Abstract: We study the problem of fine-tuning a LLM (LM) for a target task by optimally using the information from $n$ auxiliary tasks. This problem has broad applications in NLP, such as targeted instruction tuning and data selection in chain-of-thought fine-tuning. The key challenge of this problem is that not all auxiliary tasks are beneficial in improving the performance of the target task. Thus, selecting the right subset of auxiliary tasks is crucial. Conventional subset selection methods, such as forward and backward stepwise selection, are unsuitable for LM fine-tuning because they require repeated training on subsets of auxiliary tasks. This paper introduces a new algorithm for estimating model fine-tuning performance without requiring repeated training. Our algorithm first performs multitask training using data from all tasks to obtain a meta initialization. Then, we approximate the model fine-tuning loss of a subset using functional values and gradients from the meta initialization. Empirically, we find that this gradient-based approximation holds with remarkable accuracy for twelve transformer-based LMs. Thus, we can now estimate fine-tuning performances on CPUs within a few seconds. Finally, we fine-tune the pretrained base model once on the selected subset of tasks.
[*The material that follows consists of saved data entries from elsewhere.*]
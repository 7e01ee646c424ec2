//! Per-cycle profitability aggregation.
//!
//! One rate table is fetched per cycle, then every configured coin's revenue
//! is fetched concurrently. Each coin writes only its own result slot; the
//! slots are joined once all fetches settle and failed coins are dropped.

use crate::config::CoinConfig;
use crate::error::{AppError, AppResult};
use crate::models::{CoinProfitability, RateTable};
use futures::future::join_all;
use std::future::Future;
use tracing::{debug, warn};

/// Coin every normalized value is expressed in
pub const ANCHOR_TICKER: &str = "BTC";

/// Hashrate (H/s) normalized values are scaled to
pub const REFERENCE_HASHRATE: f64 = 1_000_000.0;

/// Source of exchange rates and per-coin daily revenue
pub trait RevenueSource {
    /// Fiat conversion factors and crypto prices
    fn fetch_rates(&self) -> impl Future<Output = AppResult<RateTable>> + Send;

    /// Daily revenue in coin units of `hashrate` H/s mining `ticker`
    fn fetch_daily_revenue(
        &self,
        ticker: &str,
        hashrate: u64,
    ) -> impl Future<Output = AppResult<f64>> + Send;
}

/// Computes and ranks the profitability of the configured coins
pub struct ProfitabilityService<S> {
    source: S,
}

impl<S: RevenueSource + Sync> ProfitabilityService<S> {
    pub fn new(source: S) -> Self {
        Self { source }
    }

    pub fn source(&self) -> &S {
        &self.source
    }

    /// Fetch live rates and revenue for all coins, most profitable first.
    ///
    /// Fails only when the rate table itself is unusable; individual coins
    /// that fail are logged and left out.
    pub async fn compute(
        &self,
        coins: &[CoinConfig],
        fiat_currency: &str,
        hashrate: u64,
    ) -> AppResult<Vec<CoinProfitability>> {
        if hashrate == 0 {
            return Err(AppError::Message("hashrate must be greater than 0".to_string()));
        }

        let rates = self.source.fetch_rates().await?;

        let fiat_rate = rates
            .fiat_rate(fiat_currency)
            .filter(|r| *r > 0.0)
            .ok_or_else(|| AppError::MissingRate(format!("unknown fiat currency: {}", fiat_currency)))?;

        let anchor_price = rates
            .crypto_price(ANCHOR_TICKER)
            .filter(|p| *p > 0.0)
            .ok_or_else(|| AppError::MissingRate(format!("{} rate not found in rates", ANCHOR_TICKER)))?;

        let rates = &rates;
        let fetches = coins.iter().map(|coin| async move {
            let raw_revenue = self
                .source
                .fetch_daily_revenue(coin.revenue_lookup_ticker(), hashrate)
                .await?;
            evaluate_coin(coin, raw_revenue, rates, fiat_rate, anchor_price, hashrate)
        });

        let results = join_all(fetches).await;

        let mut profitabilities: Vec<CoinProfitability> = results
            .into_iter()
            .zip(coins)
            .filter_map(|(result, coin)| match result {
                Ok(p) => Some(p),
                Err(e) => {
                    warn!("Skipping {} this cycle: {}", coin.ticker, e);
                    None
                }
            })
            .collect();

        rank(&mut profitabilities);
        debug!(
            "Computed profitability for {}/{} coin(s)",
            profitabilities.len(),
            coins.len()
        );

        Ok(profitabilities)
    }
}

/// Convert one coin's raw revenue into fiat and normalized figures.
///
/// Price lookups always use the base ticker, never the revenue override.
pub fn evaluate_coin(
    coin: &CoinConfig,
    raw_revenue: f64,
    rates: &RateTable,
    fiat_rate: f64,
    anchor_price: f64,
    hashrate: u64,
) -> AppResult<CoinProfitability> {
    let reference_price = rates
        .crypto_price(&coin.ticker)
        .ok_or_else(|| AppError::MissingRate(format!("no crypto rate for {}", coin.ticker)))?;

    let fiat_revenue = raw_revenue * reference_price / fiat_rate;
    let normalized_value =
        (raw_revenue * reference_price / anchor_price) * (REFERENCE_HASHRATE / hashrate as f64);

    Ok(CoinProfitability {
        ticker: coin.ticker.clone(),
        profile_id: coin.profile_id.clone(),
        raw_revenue,
        reference_price,
        fiat_revenue,
        normalized_value,
    })
}

/// Sort by descending fiat revenue, ties by ticker
pub fn rank(profitabilities: &mut [CoinProfitability]) {
    profitabilities.sort_by(|a, b| {
        b.fiat_revenue
            .total_cmp(&a.fiat_revenue)
            .then_with(|| a.ticker.cmp(&b.ticker))
    });
}

#[cfg(test)]
mod tests {
    use super::*;

    fn coin(ticker: &str) -> CoinConfig {
        CoinConfig {
            ticker: ticker.to_string(),
            revenue_ticker: None,
            profile_id: format!("profile-{}", ticker.to_lowercase()),
        }
    }

    fn rates() -> RateTable {
        let mut rates = RateTable::default();
        rates.fiat.insert("USD".to_string(), 1.0);
        rates.fiat.insert("EUR".to_string(), 0.5);
        rates.crypto.insert("BTC".to_string(), 20_000.0);
        rates.crypto.insert("A".to_string(), 2.0);
        rates.crypto.insert("B".to_string(), 3.0);
        rates
    }

    #[test]
    fn test_evaluate_coin() {
        let rates = rates();
        let a = evaluate_coin(&coin("A"), 10.0, &rates, 1.0, 20_000.0, 1_000_000).unwrap();
        assert_eq!(a.fiat_revenue, 20.0);
        assert!((a.normalized_value - 0.001).abs() < 1e-12);
        assert_eq!(a.profile_id, "profile-a");

        // Half the hashrate doubles the normalized figure
        let a = evaluate_coin(&coin("A"), 10.0, &rates, 1.0, 20_000.0, 500_000).unwrap();
        assert!((a.normalized_value - 0.002).abs() < 1e-12);

        // Fiat factor divides
        let a = evaluate_coin(&coin("A"), 10.0, &rates, 0.5, 20_000.0, 1_000_000).unwrap();
        assert_eq!(a.fiat_revenue, 40.0);
    }

    #[test]
    fn test_evaluate_coin_uses_base_ticker_for_price() {
        let mut c = coin("A");
        c.revenue_ticker = Some("A_ALT".to_string());
        let p = evaluate_coin(&c, 1.0, &rates(), 1.0, 20_000.0, 1_000_000).unwrap();
        assert_eq!(p.ticker, "A");
        assert_eq!(p.reference_price, 2.0);
    }

    #[test]
    fn test_evaluate_coin_missing_price() {
        let result = evaluate_coin(&coin("ZZZ"), 1.0, &rates(), 1.0, 20_000.0, 1_000_000);
        assert!(matches!(result, Err(AppError::MissingRate(_))));
    }

    #[test]
    fn test_rank_ties_by_ticker() {
        let rates = rates();
        let mut list = vec![
            evaluate_coin(&coin("B"), 2.0, &rates, 1.0, 20_000.0, 1_000_000).unwrap(),
            evaluate_coin(&coin("A"), 3.0, &rates, 1.0, 20_000.0, 1_000_000).unwrap(),
        ];
        rank(&mut list);
        assert_eq!(list[0].ticker, "A");
        assert_eq!(list[1].ticker, "B");
    }
}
We conduct extensive experiments to validate this approach, delivering a speedup of $30\times$ over conventional subset selection while incurring only $1\%$ error of the true fine-tuning performances. In downstream evaluations involving both instruction tuning and chain-of-thought fine-tuning, this loss-based selection approach improves over prior gradient or representation similarity-based methods for subset selection by up to $3.8\%$.